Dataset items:
┄┄┄┄┄┄┄┄┄┄┄┄┄┄┄┄┄┄┄┄

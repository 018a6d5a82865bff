//! Common types used throughout the client

use ethers::types::{Address, U256};
use ethers::utils::{format_ether, parse_ether};
use serde::{Deserialize, Serialize};
use std::fmt;
use std::str::FromStr;
use thiserror::Error;

/// Errors produced when parsing user-supplied amounts and identifiers
#[derive(Debug, Clone, PartialEq, Eq, Error)]
pub enum InputError {
    #[error("Amount is required")]
    EmptyAmount,

    #[error("Invalid amount: {0}")]
    InvalidAmount(String),

    #[error("Amount must be greater than zero")]
    NonPositiveAmount,

    #[error("Invalid item id: {0}")]
    InvalidSubject(String),
}

/// Identifier of a delegation subject (an Evermark token id)
#[derive(Debug, Clone, Copy, PartialEq, Eq, PartialOrd, Ord, Hash, Serialize, Deserialize)]
#[serde(transparent)]
pub struct SubjectId(u64);

impl SubjectId {
    /// Create a subject id; zero is not a valid token id
    pub fn new(id: u64) -> Result<Self, InputError> {
        if id == 0 {
            return Err(InputError::InvalidSubject(id.to_string()));
        }
        Ok(Self(id))
    }

    pub fn value(&self) -> u64 {
        self.0
    }

    pub fn as_u256(&self) -> U256 {
        U256::from(self.0)
    }
}

impl FromStr for SubjectId {
    type Err = InputError;

    fn from_str(s: &str) -> Result<Self, Self::Err> {
        let trimmed = s.trim();
        if trimmed.is_empty() || !trimmed.bytes().all(|b| b.is_ascii_digit()) {
            return Err(InputError::InvalidSubject(s.to_string()));
        }
        let id = trimmed
            .parse::<u64>()
            .map_err(|_| InputError::InvalidSubject(s.to_string()))?;
        Self::new(id)
    }
}

impl fmt::Display for SubjectId {
    fn fmt(&self, f: &mut fmt::Formatter<'_>) -> fmt::Result {
        write!(f, "{}", self.0)
    }
}

/// Parse a human decimal amount ("12.5") into 18-decimal base units
pub fn parse_amount(text: &str) -> Result<U256, InputError> {
    let trimmed = text.trim();
    if trimmed.is_empty() {
        return Err(InputError::EmptyAmount);
    }
    if trimmed.starts_with('-') || trimmed.starts_with('+') {
        return Err(InputError::InvalidAmount(text.to_string()));
    }
    parse_ether(trimmed).map_err(|e| InputError::InvalidAmount(format!("{text} ({e})")))
}

/// Parse an amount and require it to be strictly positive
pub fn parse_positive_amount(text: &str) -> Result<U256, InputError> {
    let amount = parse_amount(text)?;
    if amount.is_zero() {
        return Err(InputError::NonPositiveAmount);
    }
    Ok(amount)
}

/// Render base units as a human decimal with trailing zeros trimmed
pub fn format_amount(amount: U256) -> String {
    let full = format_ether(amount);
    match full.split_once('.') {
        Some((whole, frac)) => {
            let frac = frac.trim_end_matches('0');
            if frac.is_empty() {
                whole.to_string()
            } else {
                format!("{whole}.{frac}")
            }
        }
        None => full,
    }
}

/// Parse a 0x-prefixed 20-byte hex address
pub fn parse_address(text: &str) -> Option<Address> {
    let hex_part = text.trim().strip_prefix("0x").or_else(|| text.trim().strip_prefix("0X"))?;
    if hex_part.len() != 40 {
        return None;
    }
    let bytes = hex::decode(hex_part).ok()?;
    Some(Address::from_slice(&bytes))
}

/// Current unix time in seconds
pub fn unix_now() -> u64 {
    chrono::Utc::now().timestamp().max(0) as u64
}
//! Remote read interface
//!
//! The cache reads through [`RemoteReader`] only. [`EncodedReader`] adapts a
//! raw `eth_call`-style transport using the target's interface descriptor;
//! [`MockReader`] serves scripted values in tests.

use async_trait::async_trait;
use ethers::abi::Token;
use ethers::types::{Address, Bytes};
use parking_lot::Mutex;
use std::collections::{HashMap, VecDeque};
use std::time::Duration;
use thiserror::Error;

use crate::contracts::{ContractId, ContractTarget};
use crate::error_classifier::RawError;

#[derive(Debug, Clone, Error, PartialEq, Eq)]
pub enum ReadError {
    #[error("RPC transport error: {0}")]
    Transport(String),

    #[error("execution reverted: {0}")]
    Reverted(String),

    #[error("Failed to decode {function} result: {reason}")]
    Decode { function: String, reason: String },

    #[error("Unknown function {function} on {contract}")]
    UnknownFunction { contract: String, function: String },
}

impl ReadError {
    pub fn is_retryable(&self) -> bool {
        matches!(self, ReadError::Transport(_))
    }

    pub fn category(&self) -> &'static str {
        match self {
            ReadError::Transport(_) => "transport",
            ReadError::Reverted(_) => "revert",
            ReadError::Decode { .. } => "decode",
            ReadError::UnknownFunction { .. } => "interface",
        }
    }
}

impl From<ReadError> for RawError {
    fn from(err: ReadError) -> Self {
        RawError::Message(err.to_string())
    }
}

/// Async remote read interface
#[async_trait]
pub trait RemoteReader: Send + Sync {
    /// Call a view function and return its decoded outputs in declaration order
    async fn read(
        &self,
        target: &ContractTarget,
        function: &str,
        args: Vec<Token>,
    ) -> Result<Vec<Token>, ReadError>;
}

/// Raw call transport (`eth_call` against the latest block)
#[async_trait]
pub trait CallTransport: Send + Sync {
    async fn call(&self, to: Address, data: Bytes) -> Result<Bytes, ReadError>;
}

/// Reader that encodes and decodes with the target's interface descriptor
pub struct EncodedReader<T> {
    transport: T,
}

impl<T: CallTransport> EncodedReader<T> {
    pub fn new(transport: T) -> Self {
        Self { transport }
    }
}

#[async_trait]
impl<T: CallTransport> RemoteReader for EncodedReader<T> {
    async fn read(
        &self,
        target: &ContractTarget,
        function: &str,
        args: Vec<Token>,
    ) -> Result<Vec<Token>, ReadError> {
        let func = target
            .function(function)
            .ok_or_else(|| ReadError::UnknownFunction {
                contract: target.id.to_string(),
                function: function.to_string(),
            })?;
        let data = func.encode_input(&args).map_err(|e| ReadError::Decode {
            function: function.to_string(),
            reason: format!("argument encoding failed: {e}"),
        })?;
        let output = self.transport.call(target.address, Bytes::from(data)).await?;
        func.decode_output(&output).map_err(|e| ReadError::Decode {
            function: function.to_string(),
            reason: e.to_string(),
        })
    }
}

#[derive(Debug, Clone)]
struct Scripted {
    result: Result<Vec<Token>, ReadError>,
    delay: Option<Duration>,
}

/// Mock reader for testing
///
/// Responses are keyed by `(contract, function)` and optionally by the exact
/// argument list. Queued responses are consumed in order; the last one sticks.
#[derive(Default)]
pub struct MockReader {
    responses: Mutex<HashMap<String, VecDeque<Scripted>>>,
    calls: Mutex<Vec<(ContractId, String, Vec<Token>)>>,
}

impl MockReader {
    pub fn new() -> Self {
        Self::default()
    }

    fn key(contract: ContractId, function: &str, args: Option<&[Token]>) -> String {
        match args {
            Some(args) => format!("{contract}.{function}:{args:?}"),
            None => format!("{contract}.{function}"),
        }
    }

    fn push(&self, key: String, scripted: Scripted) {
        self.responses.lock().entry(key).or_default().push_back(scripted);
    }

    /// Replace every queued response for a function with one value
    pub fn set(&self, contract: ContractId, function: &str, tokens: Vec<Token>) {
        let key = Self::key(contract, function, None);
        self.responses.lock().insert(
            key,
            VecDeque::from([Scripted {
                result: Ok(tokens),
                delay: None,
            }]),
        );
    }

    /// Response for one exact argument list
    pub fn set_for_args(&self, contract: ContractId, function: &str, args: Vec<Token>, tokens: Vec<Token>) {
        let key = Self::key(contract, function, Some(&args));
        self.responses.lock().insert(
            key,
            VecDeque::from([Scripted {
                result: Ok(tokens),
                delay: None,
            }]),
        );
    }

    pub fn fail(&self, contract: ContractId, function: &str, error: ReadError) {
        let key = Self::key(contract, function, None);
        self.responses.lock().insert(
            key,
            VecDeque::from([Scripted {
                result: Err(error),
                delay: None,
            }]),
        );
    }

    /// Queue a delayed response behind any already queued
    pub fn queue_delayed(&self, contract: ContractId, function: &str, tokens: Vec<Token>, delay: Duration) {
        self.push(
            Self::key(contract, function, None),
            Scripted {
                result: Ok(tokens),
                delay: Some(delay),
            },
        );
    }

    pub fn clear(&self, contract: ContractId, function: &str) {
        self.responses.lock().remove(&Self::key(contract, function, None));
    }

    pub fn call_count(&self) -> usize {
        self.calls.lock().len()
    }

    pub fn calls_to(&self, function: &str) -> usize {
        self.calls.lock().iter().filter(|(_, f, _)| f == function).count()
    }

    fn next(&self, key: &str) -> Option<Scripted> {
        let mut responses = self.responses.lock();
        let queue = responses.get_mut(key)?;
        if queue.len() > 1 {
            queue.pop_front()
        } else {
            queue.front().cloned()
        }
    }
}

#[async_trait]
impl RemoteReader for MockReader {
    async fn read(
        &self,
        target: &ContractTarget,
        function: &str,
        args: Vec<Token>,
    ) -> Result<Vec<Token>, ReadError> {
        self.calls.lock().push((target.id, function.to_string(), args.clone()));
        let scripted = self
            .next(&Self::key(target.id, function, Some(&args)))
            .or_else(|| self.next(&Self::key(target.id, function, None)));
        let Some(scripted) = scripted else {
            return Err(ReadError::Transport(format!("no scripted response for {}.{function}", target.id)));
        };
        match scripted.delay {
            Some(delay) => tokio::time::sleep(delay).await,
            None => tokio::task::yield_now().await,
        }
        scripted.result
    }
}
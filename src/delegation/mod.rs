//! Vote delegation
//!
//! `delegate`, `undelegate` and `delegate_batch` validate locally against the
//! cached snapshot, submit through the executor and refresh the cache on
//! success. A call always resolves to success or failure before returning.

mod service;
pub mod validation;

pub use service::{DelegationPhase, DelegationService};
pub use validation::{DelegationError, DelegationRequest};
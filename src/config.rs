//! Configuration module for the EMARK client
//!
//! This module handles configuration loading from TOML files and
//! environment variables, and provides structured configuration types.

use anyhow::Context;
use serde::{Deserialize, Serialize};
use std::collections::HashMap;
use std::path::{Path, PathBuf};
use std::time::Duration;
use thiserror::Error;

use crate::types::parse_address;

/// Errors raised while validating configuration or building the remote
/// access context
#[derive(Debug, Clone, Error, PartialEq, Eq)]
pub enum ConfigError {
    #[error("Missing address for contract {contract}")]
    MissingAddress { contract: String },

    #[error("Malformed address for contract {contract}: {value}")]
    InvalidAddress { contract: String, value: String },

    #[error("Zero address configured for contract {contract}")]
    ZeroAddress { contract: String },

    #[error("Invalid interface descriptor for {contract}: {reason}")]
    InterfaceDescriptor { contract: String, reason: String },

    #[error("Unknown contract in ABI overrides: {0}")]
    UnknownContract(String),

    #[error("Invalid configuration: {0}")]
    Invalid(String),
}

/// Main client configuration
#[derive(Debug, Clone, Serialize, Deserialize)]
pub struct Config {
    /// Chain identity
    pub chain: ChainConfig,

    /// Contract address book
    pub contracts: ContractsConfig,

    /// Transaction executor tuning
    #[serde(default)]
    pub executor: ExecutorConfig,

    /// State cache tuning
    #[serde(default)]
    pub cache: CacheConfig,

    /// Delegation module tuning
    #[serde(default)]
    pub delegation: DelegationConfig,

    /// Logging output
    #[serde(default)]
    pub logging: LoggingConfig,
}

#[derive(Debug, Clone, Serialize, Deserialize)]
pub struct ChainConfig {
    /// EVM chain id (8453 for Base mainnet)
    #[serde(default = "default_chain_id")]
    pub chain_id: u64,

    /// Human-readable chain name
    #[serde(default = "default_chain_name")]
    pub name: String,
}

#[derive(Debug, Clone, Default, Serialize, Deserialize)]
pub struct ContractsConfig {
    /// Liquid EMARK ERC-20
    #[serde(default)]
    pub emark_token: String,

    /// Staked wEMARK and voting-power ledger
    #[serde(default)]
    pub wemark: String,

    /// Cycle and delegation accounting
    #[serde(default)]
    pub evermark_voting: String,

    /// Reward distribution
    #[serde(default)]
    pub evermark_rewards: String,

    /// Optional JSON ABI files keyed by contract id ("EVERMARK_VOTING")
    #[serde(default)]
    pub abi_overrides: HashMap<String, PathBuf>,
}

#[derive(Debug, Clone, Serialize, Deserialize)]
pub struct ExecutorConfig {
    /// Attempts made by `execute_with_retry`, including the first
    #[serde(default = "default_max_attempts")]
    pub max_attempts: u32,

    /// Base retry delay in milliseconds, doubled on each retry
    #[serde(default = "default_base_retry_delay_ms")]
    pub base_retry_delay_ms: u64,

    /// Upper bound on a single retry delay in milliseconds
    #[serde(default = "default_max_retry_delay_ms")]
    pub max_retry_delay_ms: u64,

    /// Wallet confirmation timeout; unset means wait for the user
    #[serde(default)]
    pub submit_timeout_secs: Option<u64>,
}

#[derive(Debug, Clone, Serialize, Deserialize)]
pub struct CacheConfig {
    /// Serve memoized snapshots from `load` until invalidated
    #[serde(default = "default_true")]
    pub memoize: bool,
}

#[derive(Debug, Clone, Serialize, Deserialize)]
pub struct DelegationConfig {
    /// Delay before the follow-up cache refresh after a successful write
    #[serde(default = "default_refresh_delay_ms")]
    pub refresh_delay_ms: u64,

    /// Largest batch accepted by `delegate_batch`
    #[serde(default = "default_max_batch_size")]
    pub max_batch_size: usize,
}

#[derive(Debug, Clone, Serialize, Deserialize)]
pub struct LoggingConfig {
    /// Default filter directive when RUST_LOG is unset
    #[serde(default = "default_log_level")]
    pub level: String,

    /// Emit JSON lines instead of human-readable output
    #[serde(default)]
    pub json: bool,
}

// Default value functions
fn default_chain_id() -> u64 { 8453 }
fn default_chain_name() -> String { "base".to_string() }
fn default_max_attempts() -> u32 { 3 }
fn default_base_retry_delay_ms() -> u64 { 2_000 }
fn default_max_retry_delay_ms() -> u64 { 30_000 }
fn default_refresh_delay_ms() -> u64 { 2_000 }
fn default_max_batch_size() -> usize { 50 }
fn default_log_level() -> String { "info".to_string() }
fn default_true() -> bool { true }

impl Default for ChainConfig {
    fn default() -> Self {
        Self {
            chain_id: default_chain_id(),
            name: default_chain_name(),
        }
    }
}

impl Default for ExecutorConfig {
    fn default() -> Self {
        Self {
            max_attempts: default_max_attempts(),
            base_retry_delay_ms: default_base_retry_delay_ms(),
            max_retry_delay_ms: default_max_retry_delay_ms(),
            submit_timeout_secs: None,
        }
    }
}

impl ExecutorConfig {
    pub fn submit_timeout(&self) -> Option<Duration> {
        self.submit_timeout_secs.map(Duration::from_secs)
    }
}

impl Default for CacheConfig {
    fn default() -> Self {
        Self { memoize: default_true() }
    }
}

impl Default for DelegationConfig {
    fn default() -> Self {
        Self {
            refresh_delay_ms: default_refresh_delay_ms(),
            max_batch_size: default_max_batch_size(),
        }
    }
}

impl DelegationConfig {
    pub fn refresh_delay(&self) -> Duration {
        Duration::from_millis(self.refresh_delay_ms)
    }
}

impl Default for LoggingConfig {
    fn default() -> Self {
        Self {
            level: default_log_level(),
            json: false,
        }
    }
}

impl Config {
    /// Parse configuration from TOML text
    pub fn from_toml_str(content: &str) -> anyhow::Result<Self> {
        let config: Config = toml::from_str(content).context("Failed to parse configuration TOML")?;
        Ok(config)
    }

    /// Load configuration from TOML file
    pub fn from_file(path: impl AsRef<Path>) -> anyhow::Result<Self> {
        let path = path.as_ref();
        let content = std::fs::read_to_string(path)
            .with_context(|| format!("Failed to read config file: {}", path.display()))?;
        Self::from_toml_str(&content)
    }

    /// Load configuration with environment variable overrides
    pub fn from_file_with_env(path: impl AsRef<Path>) -> anyhow::Result<Self> {
        dotenvy::dotenv().ok();
        let mut config = Self::from_file(path)?;
        config.apply_env_overrides(|key| std::env::var(key).ok());
        config.validate()?;
        Ok(config)
    }

    /// Overlay values from the environment; `lookup` is injectable for tests
    pub fn apply_env_overrides<F>(&mut self, lookup: F)
    where
        F: Fn(&str) -> Option<String>,
    {
        let overrides: [(&str, &mut String); 5] = [
            ("EMARK_TOKEN_ADDRESS", &mut self.contracts.emark_token),
            ("WEMARK_ADDRESS", &mut self.contracts.wemark),
            ("EVERMARK_VOTING_ADDRESS", &mut self.contracts.evermark_voting),
            ("EVERMARK_REWARDS_ADDRESS", &mut self.contracts.evermark_rewards),
            ("EMARK_LOG_LEVEL", &mut self.logging.level),
        ];
        for (key, slot) in overrides {
            if let Some(value) = lookup(key).filter(|v| !v.trim().is_empty()) {
                tracing::debug!(key, "configuration overridden from environment");
                *slot = value.trim().to_string();
            }
        }
    }

    /// Check values that serde defaults cannot enforce
    pub fn validate(&self) -> Result<(), ConfigError> {
        self.contracts.validate()?;
        if self.executor.max_attempts == 0 {
            return Err(ConfigError::Invalid("executor.max_attempts must be at least 1".into()));
        }
        if self.executor.base_retry_delay_ms > self.executor.max_retry_delay_ms {
            return Err(ConfigError::Invalid(
                "executor.base_retry_delay_ms exceeds executor.max_retry_delay_ms".into(),
            ));
        }
        if self.delegation.max_batch_size == 0 {
            return Err(ConfigError::Invalid("delegation.max_batch_size must be at least 1".into()));
        }
        Ok(())
    }
}

impl ContractsConfig {
    /// Address entries keyed by contract id
    pub fn entries(&self) -> [(&'static str, &str); 4] {
        [
            ("EMARK_TOKEN", self.emark_token.as_str()),
            ("WEMARK", self.wemark.as_str()),
            ("EVERMARK_VOTING", self.evermark_voting.as_str()),
            ("EVERMARK_REWARDS", self.evermark_rewards.as_str()),
        ]
    }

    /// Reject missing, malformed or zero addresses
    pub fn validate(&self) -> Result<(), ConfigError> {
        for (contract, value) in self.entries() {
            check_address(contract, value)?;
        }
        for key in self.abi_overrides.keys() {
            if !self.entries().iter().any(|(id, _)| id == key) {
                return Err(ConfigError::UnknownContract(key.clone()));
            }
        }
        Ok(())
    }
}

pub(crate) fn check_address(contract: &str, value: &str) -> Result<ethers::types::Address, ConfigError> {
    if value.trim().is_empty() {
        return Err(ConfigError::MissingAddress {
            contract: contract.to_string(),
        });
    }
    let address = parse_address(value).ok_or_else(|| ConfigError::InvalidAddress {
        contract: contract.to_string(),
        value: value.to_string(),
    })?;
    if address.is_zero() {
        return Err(ConfigError::ZeroAddress {
            contract: contract.to_string(),
        });
    }
    Ok(address)
}

#[cfg(test)]
mod tests {
    use super::*;
    use std::io::Write;

    const SAMPLE: &str = r#"
[chain]
chain_id = 8453
name = "base"

[contracts]
emark_token = "0x1111111111111111111111111111111111111111"
wemark = "0x2222222222222222222222222222222222222222"
evermark_voting = "0x3333333333333333333333333333333333333333"
evermark_rewards = "0x4444444444444444444444444444444444444444"

[delegation]
refresh_delay_ms = 1500
"#;

    #[test]
    fn test_parse_with_defaults() {
        let config = Config::from_toml_str(SAMPLE).unwrap();
        assert_eq!(config.chain.chain_id, 8453);
        assert_eq!(config.executor.max_attempts, 3);
        assert_eq!(config.executor.base_retry_delay_ms, 2_000);
        assert!(config.executor.submit_timeout().is_none());
        assert_eq!(config.delegation.refresh_delay(), Duration::from_millis(1500));
        assert_eq!(config.delegation.max_batch_size, 50);
        assert!(config.cache.memoize);
        config.validate().unwrap();
    }

    #[test]
    fn test_from_file() {
        let mut file = tempfile::NamedTempFile::new().unwrap();
        file.write_all(SAMPLE.as_bytes()).unwrap();
        let config = Config::from_file(file.path()).unwrap();
        assert_eq!(config.contracts.wemark, "0x2222222222222222222222222222222222222222");
    }

    #[test]
    fn test_missing_file_has_context() {
        let err = Config::from_file("/nonexistent/emark.toml").unwrap_err();
        assert!(err.to_string().contains("Failed to read config file"));
    }

    #[test]
    fn test_validation_rejects_bad_addresses() {
        let mut config = Config::from_toml_str(SAMPLE).unwrap();
        config.contracts.wemark = String::new();
        assert_eq!(
            config.validate(),
            Err(ConfigError::MissingAddress { contract: "WEMARK".into() })
        );

        config.contracts.wemark = "0x1234".into();
        assert!(matches!(config.validate(), Err(ConfigError::InvalidAddress { .. })));

        config.contracts.wemark = format!("0x{}", "0".repeat(40));
        assert!(matches!(config.validate(), Err(ConfigError::ZeroAddress { .. })));
    }

    #[test]
    fn test_validation_rejects_zero_attempts() {
        let mut config = Config::from_toml_str(SAMPLE).unwrap();
        config.executor.max_attempts = 0;
        assert!(matches!(config.validate(), Err(ConfigError::Invalid(_))));
    }

    #[test]
    fn test_env_overrides() {
        let mut config = Config::from_toml_str(SAMPLE).unwrap();
        config.apply_env_overrides(|key| match key {
            "EVERMARK_VOTING_ADDRESS" => Some("0x5555555555555555555555555555555555555555".into()),
            "EMARK_LOG_LEVEL" => Some("debug".into()),
            _ => None,
        });
        assert_eq!(config.contracts.evermark_voting, "0x5555555555555555555555555555555555555555");
        assert_eq!(config.logging.level, "debug");
        assert_eq!(config.contracts.emark_token, "0x1111111111111111111111111111111111111111");
    }
}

┄┄┄┄┄┄┄┄┄┄┄┄┄┄┄┄┄┄┄┄

• **Directions**
From the entries above, give again exactly the lines running from the line with "pub fn parse_positive_amount(text: &str)" to the line with "function: String, reason: String"; include both of those lines.

• **Response area**
pub fn parse_positive_amount(text: &str) -> Result<U256, InputError> {
    let amount = parse_amount(text)?;
    if amount.is_zero() {
        return Err(InputError::NonPositiveAmount);
    }
    Ok(amount)
}

/// Render base units as a human decimal with trailing zeros trimmed
pub fn format_amount(amount: U256) -> String {
    let full = format_ether(amount);
    match full.split_once('.') {
        Some((whole, frac)) => {
            let frac = frac.trim_end_matches('0');
            if frac.is_empty() {
                whole.to_string()
            } else {
                format!("{whole}.{frac}")
            }
        }
        None => full,
    }
}

/// Parse a 0x-prefixed 20-byte hex address
pub fn parse_address(text: &str) -> Option<Address> {
    let hex_part = text.trim().strip_prefix("0x").or_else(|| text.trim().strip_prefix("0X"))?;
    if hex_part.len() != 40 {
        return None;
    }
    let bytes = hex::decode(hex_part).ok()?;
    Some(Address::from_slice(&bytes))
}

/// Current unix time in seconds
pub fn unix_now() -> u64 {
    chrono::Utc::now().timestamp().max(0) as u64
}
//! Remote read interface
//!
//! The cache reads through [`RemoteReader`] only. [`EncodedReader`] adapts a
//! raw `eth_call`-style transport using the target's interface descriptor;
//! [`MockReader`] serves scripted values in tests.

use async_trait::async_trait;
use ethers::abi::Token;
use ethers::types::{Address, Bytes};
use parking_lot::Mutex;
use std::collections::{HashMap, VecDeque};
use std::time::Duration;
use thiserror::Error;

use crate::contracts::{ContractId, ContractTarget};
use crate::error_classifier::RawError;

#[derive(Debug, Clone, Error, PartialEq, Eq)]
pub enum ReadError {
    #[error("RPC transport error: {0}")]
    Transport(String),

    #[error("execution reverted: {0}")]
    Reverted(String),

    #[error("Failed to decode {function} result: {reason}")]
    Decode { function: String, reason: String },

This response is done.